From the data below, set down exactly the lines between the one holding "repository b669ad1ea39917eb" and the one holding "each use challenges.", inclusive, and no others.

==== Dataset extract ====

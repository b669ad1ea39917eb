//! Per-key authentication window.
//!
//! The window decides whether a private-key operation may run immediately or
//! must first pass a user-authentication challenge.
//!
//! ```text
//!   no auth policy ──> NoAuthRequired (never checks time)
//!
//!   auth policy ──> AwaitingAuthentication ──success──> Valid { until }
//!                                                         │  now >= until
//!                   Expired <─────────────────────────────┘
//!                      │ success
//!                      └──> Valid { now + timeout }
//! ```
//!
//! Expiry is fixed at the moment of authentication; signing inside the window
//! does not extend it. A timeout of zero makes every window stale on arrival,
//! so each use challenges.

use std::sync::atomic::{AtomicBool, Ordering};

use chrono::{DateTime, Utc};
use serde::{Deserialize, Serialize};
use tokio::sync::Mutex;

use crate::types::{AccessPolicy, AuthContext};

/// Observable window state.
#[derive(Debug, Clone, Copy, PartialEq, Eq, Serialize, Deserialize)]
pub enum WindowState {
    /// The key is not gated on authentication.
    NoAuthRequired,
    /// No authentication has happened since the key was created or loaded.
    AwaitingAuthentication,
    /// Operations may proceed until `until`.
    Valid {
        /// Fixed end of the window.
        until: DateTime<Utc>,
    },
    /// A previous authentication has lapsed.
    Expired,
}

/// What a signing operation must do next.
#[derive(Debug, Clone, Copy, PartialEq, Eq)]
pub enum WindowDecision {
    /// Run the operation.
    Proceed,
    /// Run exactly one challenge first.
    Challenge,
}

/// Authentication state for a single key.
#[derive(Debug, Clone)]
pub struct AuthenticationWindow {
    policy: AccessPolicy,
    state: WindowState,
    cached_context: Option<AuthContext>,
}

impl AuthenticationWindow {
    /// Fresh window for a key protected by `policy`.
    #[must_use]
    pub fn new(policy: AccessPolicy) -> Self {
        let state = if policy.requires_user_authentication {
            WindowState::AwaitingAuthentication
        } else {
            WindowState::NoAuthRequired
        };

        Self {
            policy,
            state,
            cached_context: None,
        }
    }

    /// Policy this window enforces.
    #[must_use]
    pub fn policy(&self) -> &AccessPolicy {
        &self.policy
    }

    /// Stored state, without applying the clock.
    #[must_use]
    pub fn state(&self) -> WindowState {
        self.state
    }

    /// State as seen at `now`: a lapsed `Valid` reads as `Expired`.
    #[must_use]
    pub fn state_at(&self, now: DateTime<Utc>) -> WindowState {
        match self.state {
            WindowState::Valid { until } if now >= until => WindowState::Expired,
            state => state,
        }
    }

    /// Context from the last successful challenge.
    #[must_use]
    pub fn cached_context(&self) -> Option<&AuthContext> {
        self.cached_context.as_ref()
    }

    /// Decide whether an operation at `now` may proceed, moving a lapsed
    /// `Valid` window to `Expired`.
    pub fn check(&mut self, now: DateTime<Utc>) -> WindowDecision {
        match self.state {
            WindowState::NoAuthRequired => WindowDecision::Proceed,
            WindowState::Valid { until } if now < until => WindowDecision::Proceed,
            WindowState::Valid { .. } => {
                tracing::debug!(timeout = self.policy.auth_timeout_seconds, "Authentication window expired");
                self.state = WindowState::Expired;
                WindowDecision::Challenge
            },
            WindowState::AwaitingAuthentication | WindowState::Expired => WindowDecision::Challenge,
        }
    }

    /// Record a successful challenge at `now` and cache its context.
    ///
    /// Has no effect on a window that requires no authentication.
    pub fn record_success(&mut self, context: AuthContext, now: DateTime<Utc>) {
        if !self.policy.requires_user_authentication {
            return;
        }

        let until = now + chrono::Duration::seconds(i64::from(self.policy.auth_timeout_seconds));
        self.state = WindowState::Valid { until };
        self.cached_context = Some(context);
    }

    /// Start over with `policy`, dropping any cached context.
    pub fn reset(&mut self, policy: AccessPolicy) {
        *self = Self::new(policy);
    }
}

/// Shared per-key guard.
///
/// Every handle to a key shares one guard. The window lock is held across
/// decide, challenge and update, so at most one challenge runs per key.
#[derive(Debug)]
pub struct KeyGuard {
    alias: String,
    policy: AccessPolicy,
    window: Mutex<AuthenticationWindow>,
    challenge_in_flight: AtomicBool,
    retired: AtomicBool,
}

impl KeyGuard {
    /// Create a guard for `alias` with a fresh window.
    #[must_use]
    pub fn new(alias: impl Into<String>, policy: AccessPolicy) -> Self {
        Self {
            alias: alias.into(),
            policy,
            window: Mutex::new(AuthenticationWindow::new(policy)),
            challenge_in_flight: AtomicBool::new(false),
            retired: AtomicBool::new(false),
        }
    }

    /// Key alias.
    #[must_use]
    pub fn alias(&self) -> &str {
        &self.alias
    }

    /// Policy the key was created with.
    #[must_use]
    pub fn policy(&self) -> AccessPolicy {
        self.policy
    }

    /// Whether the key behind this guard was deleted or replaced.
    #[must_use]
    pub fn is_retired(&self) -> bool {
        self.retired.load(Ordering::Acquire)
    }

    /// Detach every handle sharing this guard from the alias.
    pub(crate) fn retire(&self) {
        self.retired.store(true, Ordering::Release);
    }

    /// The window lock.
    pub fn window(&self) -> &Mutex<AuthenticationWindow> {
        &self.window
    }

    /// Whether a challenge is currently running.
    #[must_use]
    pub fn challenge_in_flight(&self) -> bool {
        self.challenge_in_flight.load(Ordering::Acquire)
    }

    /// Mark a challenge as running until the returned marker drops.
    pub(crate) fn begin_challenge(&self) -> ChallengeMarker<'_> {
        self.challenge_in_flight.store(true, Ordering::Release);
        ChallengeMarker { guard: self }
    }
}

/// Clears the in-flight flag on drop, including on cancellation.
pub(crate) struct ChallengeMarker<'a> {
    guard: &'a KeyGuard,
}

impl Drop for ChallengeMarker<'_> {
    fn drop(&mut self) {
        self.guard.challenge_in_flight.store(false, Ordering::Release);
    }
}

====
==== Dataset extract ====

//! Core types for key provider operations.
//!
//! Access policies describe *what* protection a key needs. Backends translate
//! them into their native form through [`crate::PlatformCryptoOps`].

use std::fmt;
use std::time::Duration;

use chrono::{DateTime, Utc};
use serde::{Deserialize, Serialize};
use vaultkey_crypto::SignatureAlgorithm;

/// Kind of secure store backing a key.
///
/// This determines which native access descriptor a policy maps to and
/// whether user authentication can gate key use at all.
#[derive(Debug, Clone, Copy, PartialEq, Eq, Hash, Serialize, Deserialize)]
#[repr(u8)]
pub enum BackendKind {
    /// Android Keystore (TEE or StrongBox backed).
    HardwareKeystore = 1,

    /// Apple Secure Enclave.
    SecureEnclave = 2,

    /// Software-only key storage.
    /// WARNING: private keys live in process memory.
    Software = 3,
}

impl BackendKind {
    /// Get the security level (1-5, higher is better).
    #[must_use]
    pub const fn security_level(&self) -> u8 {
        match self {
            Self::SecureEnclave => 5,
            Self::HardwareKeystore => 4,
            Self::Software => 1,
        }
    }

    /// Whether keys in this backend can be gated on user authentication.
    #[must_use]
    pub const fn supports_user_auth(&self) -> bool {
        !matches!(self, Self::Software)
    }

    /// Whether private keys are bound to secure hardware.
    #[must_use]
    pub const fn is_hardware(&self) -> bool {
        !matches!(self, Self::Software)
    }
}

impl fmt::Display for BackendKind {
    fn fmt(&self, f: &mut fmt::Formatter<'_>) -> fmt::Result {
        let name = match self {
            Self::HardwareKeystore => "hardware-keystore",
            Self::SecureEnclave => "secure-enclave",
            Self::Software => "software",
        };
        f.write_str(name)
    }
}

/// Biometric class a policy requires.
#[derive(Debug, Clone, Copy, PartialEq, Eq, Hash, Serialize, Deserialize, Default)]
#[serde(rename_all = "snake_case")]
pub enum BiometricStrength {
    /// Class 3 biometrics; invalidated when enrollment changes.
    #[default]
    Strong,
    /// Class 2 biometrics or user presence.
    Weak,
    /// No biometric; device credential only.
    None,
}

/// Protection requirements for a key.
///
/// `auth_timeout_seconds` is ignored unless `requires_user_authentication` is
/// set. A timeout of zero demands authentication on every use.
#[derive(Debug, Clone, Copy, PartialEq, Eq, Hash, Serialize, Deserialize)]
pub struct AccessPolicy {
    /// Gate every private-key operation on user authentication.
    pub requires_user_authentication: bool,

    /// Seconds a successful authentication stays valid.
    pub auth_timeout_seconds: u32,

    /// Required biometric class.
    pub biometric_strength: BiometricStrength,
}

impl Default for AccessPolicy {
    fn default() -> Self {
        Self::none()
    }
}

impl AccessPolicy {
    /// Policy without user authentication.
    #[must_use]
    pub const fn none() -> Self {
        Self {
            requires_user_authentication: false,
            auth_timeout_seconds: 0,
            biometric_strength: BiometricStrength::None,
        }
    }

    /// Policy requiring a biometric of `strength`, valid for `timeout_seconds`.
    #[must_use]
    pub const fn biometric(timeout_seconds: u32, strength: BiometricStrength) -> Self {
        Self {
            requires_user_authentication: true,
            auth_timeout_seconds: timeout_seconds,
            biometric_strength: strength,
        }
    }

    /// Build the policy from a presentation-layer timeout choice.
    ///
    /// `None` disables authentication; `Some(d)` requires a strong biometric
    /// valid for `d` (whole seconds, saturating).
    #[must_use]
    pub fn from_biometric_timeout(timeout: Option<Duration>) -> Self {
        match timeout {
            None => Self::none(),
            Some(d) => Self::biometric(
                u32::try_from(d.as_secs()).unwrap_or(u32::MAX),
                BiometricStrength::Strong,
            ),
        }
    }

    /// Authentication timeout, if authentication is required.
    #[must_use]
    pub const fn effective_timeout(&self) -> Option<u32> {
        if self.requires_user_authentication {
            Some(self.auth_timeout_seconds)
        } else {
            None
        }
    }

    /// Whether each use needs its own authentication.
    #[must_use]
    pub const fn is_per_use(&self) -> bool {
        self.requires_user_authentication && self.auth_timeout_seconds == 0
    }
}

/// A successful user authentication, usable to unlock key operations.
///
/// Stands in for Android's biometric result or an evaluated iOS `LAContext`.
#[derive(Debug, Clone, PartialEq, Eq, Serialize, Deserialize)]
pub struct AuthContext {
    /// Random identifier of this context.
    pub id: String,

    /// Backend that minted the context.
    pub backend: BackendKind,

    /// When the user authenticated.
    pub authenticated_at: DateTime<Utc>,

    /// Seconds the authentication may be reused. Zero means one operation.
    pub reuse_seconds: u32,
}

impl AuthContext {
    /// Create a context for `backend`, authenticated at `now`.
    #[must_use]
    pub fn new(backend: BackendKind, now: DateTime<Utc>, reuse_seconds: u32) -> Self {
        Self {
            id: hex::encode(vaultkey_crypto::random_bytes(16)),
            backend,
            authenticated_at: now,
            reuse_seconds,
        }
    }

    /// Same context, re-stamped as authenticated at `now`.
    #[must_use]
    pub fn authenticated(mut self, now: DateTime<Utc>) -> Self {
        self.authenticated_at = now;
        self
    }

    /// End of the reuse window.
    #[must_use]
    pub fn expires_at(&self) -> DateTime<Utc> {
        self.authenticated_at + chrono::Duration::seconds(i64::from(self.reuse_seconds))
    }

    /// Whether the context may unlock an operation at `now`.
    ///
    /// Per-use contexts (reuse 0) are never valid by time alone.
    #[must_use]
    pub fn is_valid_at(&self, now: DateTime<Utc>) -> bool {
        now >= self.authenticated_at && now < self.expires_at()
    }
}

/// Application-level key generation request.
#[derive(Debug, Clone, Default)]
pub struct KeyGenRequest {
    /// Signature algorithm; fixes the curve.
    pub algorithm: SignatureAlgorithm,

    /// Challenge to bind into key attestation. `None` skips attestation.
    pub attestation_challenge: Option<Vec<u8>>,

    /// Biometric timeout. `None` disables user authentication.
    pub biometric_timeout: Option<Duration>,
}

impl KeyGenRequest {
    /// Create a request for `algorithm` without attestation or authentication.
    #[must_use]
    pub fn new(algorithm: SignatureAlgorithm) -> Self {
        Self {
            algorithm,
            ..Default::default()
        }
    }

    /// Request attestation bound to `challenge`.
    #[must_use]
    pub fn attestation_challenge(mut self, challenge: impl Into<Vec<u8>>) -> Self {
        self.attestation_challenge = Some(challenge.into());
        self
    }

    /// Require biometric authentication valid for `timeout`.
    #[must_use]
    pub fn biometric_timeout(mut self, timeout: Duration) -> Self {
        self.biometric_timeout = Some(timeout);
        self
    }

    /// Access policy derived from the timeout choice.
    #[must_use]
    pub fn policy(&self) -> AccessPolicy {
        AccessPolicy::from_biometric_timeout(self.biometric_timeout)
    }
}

====

* **Answer section**
repository b669ad1ea39917eb
//! Per-key authentication window.
//!
//! The window decides whether a private-key operation may run immediately or
//! must first pass a user-authentication challenge.
//!
//! ```text
//!   no auth policy ──> NoAuthRequired (never checks time)
//!
//!   auth policy ──> AwaitingAuthentication ──success──> Valid { until }
//!                                                         │  now >= until
//!                   Expired <─────────────────────────────┘
//!                      │ success
//!                      └──> Valid { now + timeout }
//! ```
//!
//! Expiry is fixed at the moment of authentication; signing inside the window
//! does not extend it. A timeout of zero makes every window stale on arrival,
//! so each use challenges.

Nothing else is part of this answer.